De la base de données à la cartographie Le logiciel de cartographie développé dans le cadre de ce projet permet d’exploiter la base de données produite pour créer des cartes linguistiques, en notation phonétique et en graphie courante. Il autorise de plus la production de cartes en cercles ou en épingles pouvant servir de support à une interprétation linguistique et spatiale des mots. Pour ce faire, il faut associer à chaque expression phonétique ou sémantique une couleur, ce qui permet d’effectuer une classification des noms bretons. Ce programme laisse le choix à l’utilisateur entre la création de cartes au singulier ou au pluriel, car il considère les genres. Ce logiciel a été écrit en Java pour exploiter deux tables de la base de données — celle des ports et la table thesaurus — ainsi qu’un fond de carte (trait de côte) créé au préalable sous gvSIG (fig. 6). Il fait appel à des bibliothèques libres (Itext et Openmap notamment) pour pouvoir générer des cartes géoréférencées, et utilise la police Gentium (3), pour l’affichage des caractères phonétiques.

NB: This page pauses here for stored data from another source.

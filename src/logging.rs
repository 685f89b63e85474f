use anyhow::{Context, Result};
use tracing_appender::non_blocking::WorkerGuard;
use tracing_subscriber::{EnvFilter, fmt, layer::SubscriberExt, util::SubscriberInitExt};

use crate::config::{LogFormat, LoggingConfig};

const DEFAULT_FILTER: &str = "boardroom=info,tower_http=info";

/// Install the global subscriber. Console output goes to stderr.
///
/// `RUST_LOG` wins over the default filter; `verbose` raises the default to
/// debug. The returned guard flushes the file writer and must be held for
/// the life of the process.
pub fn init(config: &LoggingConfig, verbose: bool) -> Result<Option<WorkerGuard>> {
    let default = if verbose {
        "boardroom=debug,tower_http=debug"
    } else {
        DEFAULT_FILTER
    };
    let filter = EnvFilter::try_from_default_env().unwrap_or_else(|_| EnvFilter::new(default));

    let (file_writer, guard) = match &config.directory {
        Some(dir) => {
            std::fs::create_dir_all(dir)
                .with_context(|| format!("Failed to create log directory {}", dir.display()))?;
            let appender = tracing_appender::rolling::daily(dir, "boardroom.log");
            let (writer, guard) = tracing_appender::non_blocking(appender);
            (Some(writer), Some(guard))
        }
        None => (None, None),
    };

    let registry = tracing_subscriber::registry().with(filter);
    let result = match config.format {
        LogFormat::Pretty => registry
            .with(fmt::layer().with_writer(std::io::stderr))
            .with(file_writer.map(|w| fmt::layer().with_ansi(false).with_writer(w)))
            .try_init(),
        LogFormat::Json => registry
            .with(fmt::layer().json().with_writer(std::io::stderr))
            .with(file_writer.map(|w| fmt::layer().json().with_writer(w)))
            .try_init(),
    };
    result.context("Failed to install tracing subscriber")?;

    Ok(guard)
}

#[cfg(test)]
mod tests {
    use super::*;

    // The only test in the crate that installs the global subscriber.
    #[test]
    fn test_init_creates_log_directory() {
        let dir = tempfile::tempdir().unwrap();
        let log_dir = dir.path().join("logs");
        let config = LoggingConfig {
            format: LogFormat::Json,
            directory: Some(log_dir.clone()),
        };
        let guard = init(&config, false).unwrap();
        assert!(guard.is_some());
        assert!(log_dir.is_dir());
    }
}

Deux modes de représentation
Les cartes, dites de première génération, présentent les données selon leur répartition réelle sur le terrain. Nous en avons créé deux versions.
Un projet ambitieux: les cartes interprétées (exemple de la baudroie) Notre objectif est d’interpréter chacune des cartes réalisées ici en partant de divers points de vue: d’abord lexical (combien de mots sont utilisés pour désigner telle espèce?), puis phonétique (comment se répartissent les prononciations?). La représentation spatiale devrait permettre de dégager des aires cohérentes de distribution, et aussi de saisir les mouvements d’emprunts ou d’innovations qui se sont produits au cours des âges. Étant donné l’arbitraire de la langue qui fait qu’il n’existe aucune relation entre le mot dans sa réalité physique et la notion qu’il désigne (pesk n’est pas plus légitime que poisson, fish ou iasg), on peut déduire de l’utilisation du même mot dans deux aires séparées (appelées aires brisées) qu’elles ont conservé un mot ancien, tandis que la forme centrale est une innovation ou un emprunt. L’accumulation des cartes interprétées devrait ainsi permettre de plonger dans l’histoire de la désignation des animaux marins en Basse-Bretagne selon une chronologie relative. C’est selon ces principes que François Falc’hun (1963), interprétant les 400 premières cartes de l’Atlas linguistique de la Basse-Bretagne de Pierre Le Roux, a pu mettre en lumière le rôle éminent de Carhaix en Bretagne au cours du haut Moyen Âge avant même que les archéologues ne viennent démontrer la justesse de ses conclusions! Le recours à la couleur est une aide précieuse à l’interprétation. Notre logiciel nous permet de répartir les données en six couleurs différentes, chaque carte brute pouvant faire l’objet de plusieurs cartes interprétées. Le chercheur fait lui-même la répartition des données selon ses propres critères linguistiques, et la carte, tracée automatiquement, confirme ou infirme l’hypothèse de départ. Il n’est donc pas question d’interprétation automatique, mais d’un dialogue suivi entre l’homme et la machine. En effet, ce travail ne peut être réalisé que par des chercheurs de haut niveau tant en linguistique bretonne qu’en zoologie, idéalement par une équipe pluridisciplinaire dans laquelle d’autres disciplines peuvent aussi entrer en ligne de compte: ethnographie, histoire, géographie… La carte de la baudroie que nous proposons ici est simplement une esquisse, destinée à illustrer les perspectives offertes par nos travaux (fig. 9).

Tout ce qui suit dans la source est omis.